**Data:**
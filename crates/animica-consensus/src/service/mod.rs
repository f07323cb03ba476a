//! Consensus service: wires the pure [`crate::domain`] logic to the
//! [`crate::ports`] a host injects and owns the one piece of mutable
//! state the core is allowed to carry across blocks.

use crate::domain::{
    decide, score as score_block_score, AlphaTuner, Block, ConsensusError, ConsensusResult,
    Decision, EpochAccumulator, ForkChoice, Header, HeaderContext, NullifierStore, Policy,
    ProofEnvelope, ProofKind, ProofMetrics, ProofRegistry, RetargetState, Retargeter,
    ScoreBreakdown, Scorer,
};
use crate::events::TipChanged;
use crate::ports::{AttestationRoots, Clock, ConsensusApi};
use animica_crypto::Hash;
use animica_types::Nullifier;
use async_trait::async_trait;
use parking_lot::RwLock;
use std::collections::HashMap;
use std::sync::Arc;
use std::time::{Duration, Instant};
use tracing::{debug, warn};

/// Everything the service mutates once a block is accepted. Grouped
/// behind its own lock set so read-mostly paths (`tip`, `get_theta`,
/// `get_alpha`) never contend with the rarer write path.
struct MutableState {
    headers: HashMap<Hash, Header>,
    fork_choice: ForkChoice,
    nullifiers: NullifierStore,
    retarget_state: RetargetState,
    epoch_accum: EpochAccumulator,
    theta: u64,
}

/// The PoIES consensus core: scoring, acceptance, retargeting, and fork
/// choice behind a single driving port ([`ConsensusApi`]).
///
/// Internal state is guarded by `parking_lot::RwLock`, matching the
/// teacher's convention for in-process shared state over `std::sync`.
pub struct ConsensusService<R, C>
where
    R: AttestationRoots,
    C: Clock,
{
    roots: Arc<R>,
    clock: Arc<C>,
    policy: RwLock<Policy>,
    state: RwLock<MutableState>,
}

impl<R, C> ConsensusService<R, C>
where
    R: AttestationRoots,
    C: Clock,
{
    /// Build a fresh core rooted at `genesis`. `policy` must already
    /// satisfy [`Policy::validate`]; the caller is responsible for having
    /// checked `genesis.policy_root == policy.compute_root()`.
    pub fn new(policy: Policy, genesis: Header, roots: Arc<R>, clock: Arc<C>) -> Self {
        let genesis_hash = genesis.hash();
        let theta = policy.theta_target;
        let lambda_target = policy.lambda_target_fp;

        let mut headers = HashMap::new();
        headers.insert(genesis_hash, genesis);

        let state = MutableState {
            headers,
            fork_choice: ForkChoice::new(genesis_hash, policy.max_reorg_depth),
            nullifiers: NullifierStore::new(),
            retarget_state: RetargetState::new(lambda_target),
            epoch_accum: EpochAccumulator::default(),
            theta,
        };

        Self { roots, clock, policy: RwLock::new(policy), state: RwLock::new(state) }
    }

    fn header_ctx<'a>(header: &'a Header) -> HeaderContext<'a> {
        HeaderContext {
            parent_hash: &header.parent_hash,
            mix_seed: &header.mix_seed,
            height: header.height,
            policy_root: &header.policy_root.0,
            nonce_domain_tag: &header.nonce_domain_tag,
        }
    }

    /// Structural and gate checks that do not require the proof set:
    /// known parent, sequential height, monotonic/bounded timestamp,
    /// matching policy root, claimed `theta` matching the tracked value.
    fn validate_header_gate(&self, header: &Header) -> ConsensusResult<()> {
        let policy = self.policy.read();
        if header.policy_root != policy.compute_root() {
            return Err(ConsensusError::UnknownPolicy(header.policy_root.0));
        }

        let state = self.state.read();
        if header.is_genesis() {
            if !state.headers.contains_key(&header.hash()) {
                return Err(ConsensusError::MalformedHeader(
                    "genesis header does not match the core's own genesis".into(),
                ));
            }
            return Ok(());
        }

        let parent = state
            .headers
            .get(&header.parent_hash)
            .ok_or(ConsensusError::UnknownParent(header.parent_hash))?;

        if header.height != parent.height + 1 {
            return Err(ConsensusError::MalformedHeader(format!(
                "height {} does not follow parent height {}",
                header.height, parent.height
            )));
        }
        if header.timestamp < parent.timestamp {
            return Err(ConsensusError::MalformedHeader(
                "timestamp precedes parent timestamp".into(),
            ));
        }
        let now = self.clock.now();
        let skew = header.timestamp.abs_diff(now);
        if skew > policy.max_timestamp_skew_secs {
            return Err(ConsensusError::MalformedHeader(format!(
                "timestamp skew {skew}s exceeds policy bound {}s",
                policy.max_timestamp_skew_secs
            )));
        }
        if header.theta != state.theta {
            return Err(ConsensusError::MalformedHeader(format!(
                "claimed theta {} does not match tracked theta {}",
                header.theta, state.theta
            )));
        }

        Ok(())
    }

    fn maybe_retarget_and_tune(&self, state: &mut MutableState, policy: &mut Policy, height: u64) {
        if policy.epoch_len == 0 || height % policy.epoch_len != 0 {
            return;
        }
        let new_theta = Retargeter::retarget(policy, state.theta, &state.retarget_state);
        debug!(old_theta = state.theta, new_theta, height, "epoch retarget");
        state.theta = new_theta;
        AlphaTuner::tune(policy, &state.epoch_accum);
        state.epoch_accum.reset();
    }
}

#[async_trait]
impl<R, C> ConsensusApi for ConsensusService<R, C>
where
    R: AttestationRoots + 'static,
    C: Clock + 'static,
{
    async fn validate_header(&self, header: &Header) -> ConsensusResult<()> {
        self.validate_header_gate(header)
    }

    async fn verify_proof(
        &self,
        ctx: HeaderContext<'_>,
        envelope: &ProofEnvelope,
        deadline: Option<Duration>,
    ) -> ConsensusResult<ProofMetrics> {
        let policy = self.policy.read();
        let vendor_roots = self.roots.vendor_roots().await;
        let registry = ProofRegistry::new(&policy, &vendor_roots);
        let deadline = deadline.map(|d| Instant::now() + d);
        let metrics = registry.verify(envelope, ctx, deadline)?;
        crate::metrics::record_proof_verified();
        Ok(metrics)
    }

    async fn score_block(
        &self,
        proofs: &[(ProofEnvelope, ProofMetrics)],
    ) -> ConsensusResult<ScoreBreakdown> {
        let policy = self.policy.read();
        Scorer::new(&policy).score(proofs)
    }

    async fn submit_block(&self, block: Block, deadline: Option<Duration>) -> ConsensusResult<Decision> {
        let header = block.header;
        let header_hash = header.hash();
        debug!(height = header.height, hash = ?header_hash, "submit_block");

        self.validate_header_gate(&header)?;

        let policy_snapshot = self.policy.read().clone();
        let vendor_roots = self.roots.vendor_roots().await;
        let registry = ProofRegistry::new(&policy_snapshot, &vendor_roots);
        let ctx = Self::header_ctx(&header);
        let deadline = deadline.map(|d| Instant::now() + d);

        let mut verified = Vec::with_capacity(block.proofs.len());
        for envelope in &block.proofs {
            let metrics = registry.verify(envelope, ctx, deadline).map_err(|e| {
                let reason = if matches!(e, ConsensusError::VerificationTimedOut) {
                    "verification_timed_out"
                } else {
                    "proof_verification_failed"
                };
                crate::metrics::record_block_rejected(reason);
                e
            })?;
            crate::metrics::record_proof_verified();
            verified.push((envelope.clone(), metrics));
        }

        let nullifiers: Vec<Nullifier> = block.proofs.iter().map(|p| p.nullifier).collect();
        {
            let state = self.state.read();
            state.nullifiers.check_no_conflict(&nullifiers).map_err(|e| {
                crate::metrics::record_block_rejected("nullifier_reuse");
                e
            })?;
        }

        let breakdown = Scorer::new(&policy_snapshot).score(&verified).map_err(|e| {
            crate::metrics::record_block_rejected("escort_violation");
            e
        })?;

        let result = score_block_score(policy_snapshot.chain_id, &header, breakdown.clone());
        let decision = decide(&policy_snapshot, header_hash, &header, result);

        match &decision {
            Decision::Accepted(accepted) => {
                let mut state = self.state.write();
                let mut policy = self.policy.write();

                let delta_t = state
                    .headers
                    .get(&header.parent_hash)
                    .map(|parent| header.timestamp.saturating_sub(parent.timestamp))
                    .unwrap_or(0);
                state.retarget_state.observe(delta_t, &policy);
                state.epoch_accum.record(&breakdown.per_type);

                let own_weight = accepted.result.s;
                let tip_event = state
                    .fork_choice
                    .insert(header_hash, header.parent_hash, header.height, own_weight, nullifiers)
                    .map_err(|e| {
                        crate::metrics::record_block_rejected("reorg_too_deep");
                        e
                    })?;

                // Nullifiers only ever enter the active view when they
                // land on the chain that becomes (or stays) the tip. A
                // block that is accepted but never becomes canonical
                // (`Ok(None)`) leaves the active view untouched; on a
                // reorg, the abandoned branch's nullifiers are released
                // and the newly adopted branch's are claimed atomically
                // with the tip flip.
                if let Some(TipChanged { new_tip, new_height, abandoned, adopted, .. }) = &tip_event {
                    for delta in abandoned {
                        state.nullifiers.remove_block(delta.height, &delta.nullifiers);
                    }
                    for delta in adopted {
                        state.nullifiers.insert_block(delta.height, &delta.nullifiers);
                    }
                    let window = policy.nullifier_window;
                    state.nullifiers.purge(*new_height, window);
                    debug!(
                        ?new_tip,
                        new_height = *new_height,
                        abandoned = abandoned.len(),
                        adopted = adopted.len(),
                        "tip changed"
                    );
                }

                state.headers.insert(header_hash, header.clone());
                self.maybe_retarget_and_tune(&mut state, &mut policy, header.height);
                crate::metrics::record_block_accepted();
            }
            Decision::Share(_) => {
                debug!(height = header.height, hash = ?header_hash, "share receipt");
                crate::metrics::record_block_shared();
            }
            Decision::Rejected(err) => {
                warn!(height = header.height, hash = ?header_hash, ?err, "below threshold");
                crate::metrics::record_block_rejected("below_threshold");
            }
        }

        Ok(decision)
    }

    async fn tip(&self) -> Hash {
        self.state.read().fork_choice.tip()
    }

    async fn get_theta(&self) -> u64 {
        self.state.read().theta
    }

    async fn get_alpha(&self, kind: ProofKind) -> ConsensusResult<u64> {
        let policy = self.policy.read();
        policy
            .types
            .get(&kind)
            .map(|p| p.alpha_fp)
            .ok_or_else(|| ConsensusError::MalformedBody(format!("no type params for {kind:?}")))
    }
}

* * *

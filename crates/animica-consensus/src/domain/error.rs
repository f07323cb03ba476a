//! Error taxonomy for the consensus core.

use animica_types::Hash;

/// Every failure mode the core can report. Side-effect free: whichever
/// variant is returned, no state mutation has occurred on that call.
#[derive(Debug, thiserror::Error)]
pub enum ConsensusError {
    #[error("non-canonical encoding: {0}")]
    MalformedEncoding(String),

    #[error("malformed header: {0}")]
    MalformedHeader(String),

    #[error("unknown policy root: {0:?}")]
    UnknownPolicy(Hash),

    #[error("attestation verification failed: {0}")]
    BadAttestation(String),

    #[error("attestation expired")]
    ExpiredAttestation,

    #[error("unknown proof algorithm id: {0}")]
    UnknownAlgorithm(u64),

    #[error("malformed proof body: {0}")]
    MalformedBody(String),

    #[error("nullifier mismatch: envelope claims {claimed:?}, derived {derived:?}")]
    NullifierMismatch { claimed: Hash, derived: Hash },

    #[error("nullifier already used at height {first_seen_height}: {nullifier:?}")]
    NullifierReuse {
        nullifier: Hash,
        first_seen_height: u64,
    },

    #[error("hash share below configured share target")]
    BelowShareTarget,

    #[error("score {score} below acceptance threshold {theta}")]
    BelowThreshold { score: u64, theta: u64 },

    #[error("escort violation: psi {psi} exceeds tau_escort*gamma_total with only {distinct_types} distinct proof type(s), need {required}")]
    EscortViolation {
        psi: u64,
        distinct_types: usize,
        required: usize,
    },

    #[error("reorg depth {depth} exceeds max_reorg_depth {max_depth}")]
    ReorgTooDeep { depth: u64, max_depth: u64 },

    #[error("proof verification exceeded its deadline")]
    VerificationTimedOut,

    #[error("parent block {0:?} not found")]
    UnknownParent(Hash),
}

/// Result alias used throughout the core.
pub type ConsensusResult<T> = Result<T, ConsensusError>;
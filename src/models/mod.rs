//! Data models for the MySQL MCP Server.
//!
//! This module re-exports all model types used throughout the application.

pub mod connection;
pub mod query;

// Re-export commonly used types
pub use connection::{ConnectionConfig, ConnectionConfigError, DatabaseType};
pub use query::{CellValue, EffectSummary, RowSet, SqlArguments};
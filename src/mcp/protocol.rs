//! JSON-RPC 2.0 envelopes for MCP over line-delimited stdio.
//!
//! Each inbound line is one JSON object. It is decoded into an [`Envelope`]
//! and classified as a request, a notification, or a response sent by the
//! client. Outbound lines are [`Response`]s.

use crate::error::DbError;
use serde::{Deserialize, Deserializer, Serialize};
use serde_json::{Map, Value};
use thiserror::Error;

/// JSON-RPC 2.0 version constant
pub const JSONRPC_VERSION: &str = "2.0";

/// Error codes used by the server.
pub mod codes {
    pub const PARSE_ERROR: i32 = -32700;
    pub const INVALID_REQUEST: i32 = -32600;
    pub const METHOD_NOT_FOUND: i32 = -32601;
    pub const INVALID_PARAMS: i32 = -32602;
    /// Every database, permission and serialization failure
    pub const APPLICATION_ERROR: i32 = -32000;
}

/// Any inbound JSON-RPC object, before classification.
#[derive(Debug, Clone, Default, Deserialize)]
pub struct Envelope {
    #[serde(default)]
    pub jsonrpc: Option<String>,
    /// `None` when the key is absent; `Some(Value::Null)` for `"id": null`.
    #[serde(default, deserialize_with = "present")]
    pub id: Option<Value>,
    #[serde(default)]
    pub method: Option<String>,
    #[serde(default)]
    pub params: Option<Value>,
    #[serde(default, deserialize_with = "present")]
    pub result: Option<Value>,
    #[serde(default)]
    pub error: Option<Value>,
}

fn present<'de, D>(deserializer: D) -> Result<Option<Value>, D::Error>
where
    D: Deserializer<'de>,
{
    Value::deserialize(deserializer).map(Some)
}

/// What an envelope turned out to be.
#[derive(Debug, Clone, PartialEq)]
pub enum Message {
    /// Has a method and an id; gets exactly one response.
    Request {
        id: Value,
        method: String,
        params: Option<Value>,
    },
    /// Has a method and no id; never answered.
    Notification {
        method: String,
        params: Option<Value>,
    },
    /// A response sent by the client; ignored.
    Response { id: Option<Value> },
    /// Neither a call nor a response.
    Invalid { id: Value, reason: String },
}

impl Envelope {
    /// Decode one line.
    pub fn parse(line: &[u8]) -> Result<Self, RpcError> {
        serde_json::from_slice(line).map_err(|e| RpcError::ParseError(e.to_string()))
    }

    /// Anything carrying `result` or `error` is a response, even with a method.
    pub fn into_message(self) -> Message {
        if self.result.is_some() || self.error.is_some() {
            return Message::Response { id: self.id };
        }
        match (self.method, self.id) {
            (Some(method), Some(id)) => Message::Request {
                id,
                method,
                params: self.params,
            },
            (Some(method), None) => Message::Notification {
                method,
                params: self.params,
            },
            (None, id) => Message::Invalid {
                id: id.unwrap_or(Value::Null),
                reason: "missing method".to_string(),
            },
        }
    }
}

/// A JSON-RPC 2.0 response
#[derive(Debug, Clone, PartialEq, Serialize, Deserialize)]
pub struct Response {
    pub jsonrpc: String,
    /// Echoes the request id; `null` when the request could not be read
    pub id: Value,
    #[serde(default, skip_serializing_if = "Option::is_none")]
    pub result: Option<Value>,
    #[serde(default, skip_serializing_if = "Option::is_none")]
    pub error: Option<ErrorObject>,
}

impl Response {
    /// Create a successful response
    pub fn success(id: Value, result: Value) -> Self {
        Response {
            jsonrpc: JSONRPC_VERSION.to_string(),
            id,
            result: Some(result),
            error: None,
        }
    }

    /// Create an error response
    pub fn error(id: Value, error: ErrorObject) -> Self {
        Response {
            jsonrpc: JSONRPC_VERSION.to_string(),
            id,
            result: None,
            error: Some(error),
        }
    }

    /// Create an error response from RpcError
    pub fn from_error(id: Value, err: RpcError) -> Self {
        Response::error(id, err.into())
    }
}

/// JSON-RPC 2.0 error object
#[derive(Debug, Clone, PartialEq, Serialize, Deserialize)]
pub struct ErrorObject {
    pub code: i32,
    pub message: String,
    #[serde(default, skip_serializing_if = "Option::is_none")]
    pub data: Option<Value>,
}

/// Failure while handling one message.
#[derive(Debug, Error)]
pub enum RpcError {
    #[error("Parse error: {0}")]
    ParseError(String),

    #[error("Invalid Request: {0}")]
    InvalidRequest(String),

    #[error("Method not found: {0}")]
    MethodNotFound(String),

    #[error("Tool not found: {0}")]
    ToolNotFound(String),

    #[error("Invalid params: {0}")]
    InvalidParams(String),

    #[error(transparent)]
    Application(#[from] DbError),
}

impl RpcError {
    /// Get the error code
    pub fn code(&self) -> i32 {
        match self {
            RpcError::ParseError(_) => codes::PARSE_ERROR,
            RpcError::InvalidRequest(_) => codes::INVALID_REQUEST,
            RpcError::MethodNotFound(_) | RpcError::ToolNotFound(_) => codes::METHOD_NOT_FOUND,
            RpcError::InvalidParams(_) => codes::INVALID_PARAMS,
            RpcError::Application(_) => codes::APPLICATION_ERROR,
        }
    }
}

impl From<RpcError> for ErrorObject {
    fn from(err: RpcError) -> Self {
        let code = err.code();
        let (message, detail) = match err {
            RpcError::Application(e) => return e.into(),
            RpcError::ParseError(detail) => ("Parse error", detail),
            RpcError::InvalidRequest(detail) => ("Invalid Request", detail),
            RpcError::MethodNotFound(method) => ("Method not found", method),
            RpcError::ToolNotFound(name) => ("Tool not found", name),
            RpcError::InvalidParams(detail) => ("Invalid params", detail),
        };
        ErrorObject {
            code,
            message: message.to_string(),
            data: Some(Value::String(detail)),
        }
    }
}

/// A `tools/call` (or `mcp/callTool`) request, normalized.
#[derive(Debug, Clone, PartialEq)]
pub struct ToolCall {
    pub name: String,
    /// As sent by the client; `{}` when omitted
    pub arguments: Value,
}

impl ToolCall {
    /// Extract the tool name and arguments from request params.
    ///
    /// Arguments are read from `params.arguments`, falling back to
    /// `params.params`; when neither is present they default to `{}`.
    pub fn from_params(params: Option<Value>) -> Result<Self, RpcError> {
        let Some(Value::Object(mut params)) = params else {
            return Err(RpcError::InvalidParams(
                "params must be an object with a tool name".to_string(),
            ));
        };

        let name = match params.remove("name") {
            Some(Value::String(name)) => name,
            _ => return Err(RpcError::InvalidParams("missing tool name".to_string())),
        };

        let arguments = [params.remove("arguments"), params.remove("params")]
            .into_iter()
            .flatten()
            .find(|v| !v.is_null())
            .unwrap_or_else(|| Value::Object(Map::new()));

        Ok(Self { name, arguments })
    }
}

**Task details:**
Search the data for the string "UnknownParent" and copy each line where it appears.

**Task answer:**
            .ok_or(ConsensusError::UnknownParent(header.parent_hash))?;
    UnknownParent(Hash),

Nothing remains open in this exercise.